Over the past few weeks he's shown us, with evidence, that while our national legislature is unproductive and tedious, our local legislatures are incredibly prolific and often demented; that the rules governing drone strikes are so filled with slippery language as to be almost meaningless; that the death penalty and our preferred defense of the need for the death penalty are holdovers from medieval Europe's golden age of religious-based torture; that the increasing income inequality in the United States is inextricably tied to its historical belief in optimism, a cover for money-grubbing that turns exploited people into enablers ("I can clearly see that this game is rigged," Oliver proclaimed, in the voice of a typical American citizen, "which is gonna make it really sweet when I win this thing!"); that former U.S. troops are working harder to get translators to the states than our own government is; that "nutritional supplements" are the new snake oil; and that President Warren G. Harding was a smooth mofo who wrote "smutty fuck-notes" to his mistress. And his interviews, while tinged with agreeable but by-now-cliché Daily Show–style goofiness, are excellent: particularly his sit-downs with Stephen Hawking, Australian prime minister Tony Abbott, and General Keith Alexander, former head of the National Security Agency, where the motto was, to quote Oliver, "Collect everything … the motto of a hoarder, that's the fundamental principle that ends up with somebody living alongside 1,500 copies of newspapers from the 1950s and '60s and six mummified cats." (It helps tremendously that most of these interviews are conducted off-site, away from a studio audience that might encourage the guest to "perform" too much or the host to overdo the chumminess.) 

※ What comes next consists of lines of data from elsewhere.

impl Router {
    /// Creates a router with the default configuration.
    pub fn new() -> Self {
        Self::default()
    }

    /// Creates a router with the given configuration.
    ///
    /// # Errors
    ///
    /// Fails if the configuration does not validate.
    pub fn with_config(config: RouterConfig) -> Result<Self> {
        config.validate()?;
        Ok(Self {
            config,
            ..Self::default()
        })
    }

    /// Returns the configuration.
    pub const fn config(&self) -> &RouterConfig {
        &self.config
    }

    /// Registers a route for one or more verbs and patterns.
    ///
    /// Every pattern gets its own copy of the spec. Attributes of an active
    /// [`group`](Self::group) fill whatever the route spec leaves unset.
    ///
    /// # Errors
    ///
    /// Returns a configuration error when the merged spec has no handler, or
    /// an invalid-pattern error when a pattern does not compile. Nothing is
    /// registered when an error is returned.
    pub fn register(
        &self,
        verbs: impl Into<VerbSelector>,
        patterns: impl Into<Patterns>,
        spec: impl Into<RouteSpec>,
    ) -> Result<&Self> {
        let spec = match lock(&self.group).as_ref() {
            Some(group) => spec.into().merge_missing(group),
            None => spec.into(),
        };
        if spec.handler.is_none() {
            return Err(DispatchError::Configuration(
                "route spec must name a handler".to_string(),
            ));
        }

        let patterns = patterns.into().split(&self.config.separator);
        let verbs = verbs.into().expand(&self.config.verbs);

        let mut routes = Vec::with_capacity(verbs.len() * patterns.len());
        for verb in &verbs {
            for raw in &patterns {
                let normalized = pattern::normalize_pattern(raw);
                routes.push(Route::build(*verb, &normalized, spec.clone())?);
            }
        }

        {
            let mut table = write(&self.table);
            for route in routes {
                debug!(
                    verb = %route.verb(),
                    pattern = route.pattern(),
                    fallback = route.is_fallback(),
                    "registered route"
                );
                table.insert(route);
            }
        }

        if self.config.invalidate_on_register {
            self.index.invalidate();
        }
        Ok(self)
    }

    /// Registers a GET route.
    ///
    /// # Errors
    ///
    /// See [`register`](Self::register).
    pub fn get(&self, patterns: impl Into<Patterns>, spec: impl Into<RouteSpec>) -> Result<&Self> {
        self.register(Verb::Get, patterns, spec)
    }

    /// Registers a POST route.
    ///
    /// # Errors
    ///
    /// See [`register`](Self::register).
    pub fn post(&self, patterns: impl Into<Patterns>, spec: impl Into<RouteSpec>) -> Result<&Self> {
        self.register(Verb::Post, patterns, spec)
    }

    /// Registers a PUT route.
    ///
    /// # Errors
    ///
    /// See [`register`](Self::register).
    pub fn put(&self, patterns: impl Into<Patterns>, spec: impl Into<RouteSpec>) -> Result<&Self> {
        self.register(Verb::Put, patterns, spec)
    }

    /// Registers a DELETE route.
    ///
    /// # Errors
    ///
    /// See [`register`](Self::register).
    pub fn delete(
        &self,
        patterns: impl Into<Patterns>,
        spec: impl Into<RouteSpec>,
    ) -> Result<&Self> {
        self.register(Verb::Delete, patterns, spec)
    }

    /// Registers a route for every configured verb.
    ///
    /// # Errors
    ///
    /// See [`register`](Self::register).
    pub fn any(&self, patterns: impl Into<Patterns>, spec: impl Into<RouteSpec>) -> Result<&Self> {
        self.register(VerbSelector::All, patterns, spec)
    }

    /// Registers one spec under several verb and pattern pairs.
    ///
    /// # Errors
    ///
    /// Stops at the first pair that fails to register.
    pub fn share<I, V, P>(&self, pairs: I, spec: impl Into<RouteSpec>) -> Result<&Self>
    where
        I: IntoIterator<Item = (V, P)>,
        V: Into<VerbSelector>,
        P: Into<Patterns>,
    {
        let spec = spec.into();
        for (verbs, patterns) in pairs {
            self.register(verbs, patterns, spec.clone())?;
        }
        Ok(self)
    }

    /// Registers controller targets under every verb.
    ///
    /// A target `admin.users` answers `admin/users` followed by up to
    /// `controller_segments` optional segments. The first segment picks the
    /// action, defaulting to the configured fallback action.
    ///
    /// # Errors
    ///
    /// See [`register`](Self::register).
    pub fn controller<I, S>(&self, targets: I) -> Result<&Self>
    where
        I: IntoIterator<Item = S>,
        S: AsRef<str>,
    {
        let defaults = vec![self.config.fallback_action.clone()];
        self.controller_with_defaults(targets, defaults)
    }

    /// Like [`controller`](Self::controller) with explicit defaults.
    ///
    /// # Errors
    ///
    /// See [`register`](Self::register).
    pub fn controller_with_defaults<I, S, D>(&self, targets: I, defaults: D) -> Result<&Self>
    where
        I: IntoIterator<Item = S>,
        S: AsRef<str>,
        D: IntoIterator<Item = String>,
    {
        let defaults: Vec<String> = defaults.into_iter().collect();
        let segment = format!("(:{}?)", Wildcard::Any.name());
        let wildcards = vec![segment; self.config.controller_segments].join("/");

        for target in targets {
            let target = target.as_ref().replace('.', "/");
            let pattern = format!("{target}/{wildcards}");
            let spec = RouteSpec::target(target.clone()).defaults(defaults.clone());
            self.register(VerbSelector::All, pattern.trim_matches('/'), spec)?;
        }
        Ok(self)
    }

    /// Runs `routes` with `attributes` merged into every route it registers.
    ///
    /// The scope ends when `routes` returns, whether it succeeded or not.
    /// Nested groups see the outer group's attributes where they set none of
    /// their own.
    ///
    /// # Errors
    ///
    /// Returns whatever `routes` returns.
    pub fn group<F>(&self, attributes: RouteSpec, routes: F) -> Result<()>
    where
        F: FnOnce(&Self) -> Result<()>,
    {
        let previous = {
            let mut current = lock(&self.group);
            let merged = match current.as_ref() {
                Some(outer) => attributes.merge_missing(outer),
                None => attributes,
            };
            current.replace(merged)
        };
        let _scope = GroupScope {
            router: self,
            previous,
        };
        routes(self)
    }

    /// Attaches before/after callbacks to routes whose pattern matches
    /// `pattern`, where `*` matches anything.
    ///
    /// # Errors
    ///
    /// Fails if the pattern cannot be translated.
    pub fn add_filter(&self, pattern: &str, filters: FilterSet) -> Result<&Self> {
        write(&self.filters).add(pattern, filters)?;
        debug!(pattern, "registered filter");
        Ok(self)
    }

    /// Registers the handler for a `target@action` string.
    pub fn register_action(&self, target: &str, action: &str, handler: impl Invoke + 'static) {
        write(&self.handlers).register(target, action, handler);
    }

    /// Marks a target as restful.
    pub fn mark_restful(&self, target: &str) {
        write(&self.handlers).mark_restful(target);
    }

    /// Finds a route by name or alias.
    pub fn find_by_name(&self, name: &str) -> Option<RouteRef> {
        let table = read(&self.table);
        self.index
            .find_by_name(&table, name, &self.config.alias_separator)
    }

    /// Finds a route by handler target.
    pub fn find_by_handler(&self, handler_id: &str) -> Option<RouteRef> {
        let table = read(&self.table);
        self.index.find_by_handler(&table, handler_id)
    }

    /// Drops the name and handler caches.
    pub fn invalidate_caches(&self) {
        self.index.invalidate();
    }

    /// Returns how many names and handler targets are cached.
    pub fn cached_lookups(&self) -> (usize, usize) {
        self.index.cached_len()
    }

    /// Builds the URL path of a named route.
    ///
    /// # Errors
    ///
    /// Returns [`DispatchError::RouteNotFound`] for unknown names and
    /// [`DispatchError::MissingParameter`] when `params` are too few.
    pub fn url_for<S: AsRef<str>>(&self, name: &str, params: &[S]) -> Result<String> {
        let found = self
            .find_by_name(name)
            .ok_or_else(|| DispatchError::RouteNotFound(name.to_string()))?;
        pattern::fill(&found.pattern, params)
    }

    /// Returns a snapshot of every registered route.
    pub fn routes(&self) -> Vec<Arc<Route>> {
        read(&self.table).iter().cloned().collect()
    }

    /// Selects the route for a request without running it.
    ///
    /// Exact routes are looked up first. Otherwise every wildcard route of
    /// the verb is probed in registration order and the first match wins.
    pub fn resolve(&self, verb: &str, path: &str) -> Option<Resolved> {
        let verb = Verb::parse(verb)?;
        let path = pattern::normalize_path(path);
        let table = read(&self.table);

        if let Some(route) = table.exact(verb, &pattern::exact_key(&path)) {
            return Some(Resolved {
                params: route.with_defaults(Vec::new()),
                route: Arc::clone(route),
            });
        }

        let found = table.routes_for_verb(verb).find_map(|route| {
            let matcher = route.matcher()?;
            trace!(pattern = route.pattern(), path = %path, "probing route");
            matcher.captures(&path).map(|captured| Resolved {
                params: route.with_defaults(captured),
                route: Arc::clone(route),
            })
        });
        found
    }

    /// Dispatches a request to its handler.
    ///
    /// Callbacks run in the order route-before, filter-before, handler,
    /// filter-after, route-after. A before callback returning
    /// [`Flow::Halt`] stops the pipeline.
    ///
    /// # Errors
    ///
    /// Any handler or filter failure is returned as-is; callbacks that
    /// already ran are not undone.
    pub fn dispatch(&self, verb: &str, path: &str) -> Result<Dispatch> {
        let Some(resolved) = self.resolve(verb, path) else {
            debug!(verb, path, "no route matched");
            return Ok(Dispatch::NotFound);
        };

        debug!(
            verb,
            path,
            pattern = resolved.route.pattern(),
            params = ?resolved.params,
            "dispatching"
        );

        let chain = read(&self.filters)
            .filters_for(resolved.route.pattern())
            .cloned();
        self.run(&resolved, chain.as_ref())
    }

    fn run(&self, resolved: &Resolved, chain: Option<&FilterChain>) -> Result<Dispatch> {
        let route = resolved.route.as_ref();
        let params = resolved.params.as_slice();
        let global_before = chain.map(|c| c.before.as_slice()).unwrap_or_default();
        let global_after = chain.map(|c| c.after.as_slice()).unwrap_or_default();

        for before in route.before().into_iter().chain(global_before) {
            if before(params).map_err(|e| handler_error(route, e))? == Flow::Halt {
                debug!(pattern = route.pattern(), "halted by before filter");
                return Ok(Dispatch::Halted);
            }
        }

        let payload = self.invoke(route, params)?;

        for after in global_after.iter().chain(route.after()) {
            after(params).map_err(|e| handler_error(route, e))?;
        }

        Ok(Dispatch::Dispatched(payload))
    }

    fn invoke(&self, route: &Route, params: &[String]) -> Result<Option<Value>> {
        match route.handler() {
            Handler::Callback(callback) => callback
                .invoke(params)
                .map_err(|e| handler_error(route, e)),
            Handler::Target(target) => {
                let call = TargetCall::parse(target, params);
                let handler = read(&self.handlers).resolve(
                    route.verb(),
                    &call,
                    &self.config.fallback_action,
                )?;
                handler
                    .invoke(&call.params)
                    .map_err(|e| handler_error(route, e))
            }
        }
    }
}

Oliver's brand of journalism (which is, of course, couched as cheerful Sunday-night entertainment) often has an actual, demonstrable impact on public consciousness, as when his segment on net neutrality caused untold numbers of people to crash a government server. At the very least, he's become a model for so-called straight journalists, particularly of the TV-news variety. We're told over and over that people won't sit still for news segments longer than about a minute, yet Oliver's showpiece explainers often run five, seven, even ten minutes without a break. Granted, they're not above using singing puppets to explain the prison-industrial complex, but hey, a spoonful of sugar.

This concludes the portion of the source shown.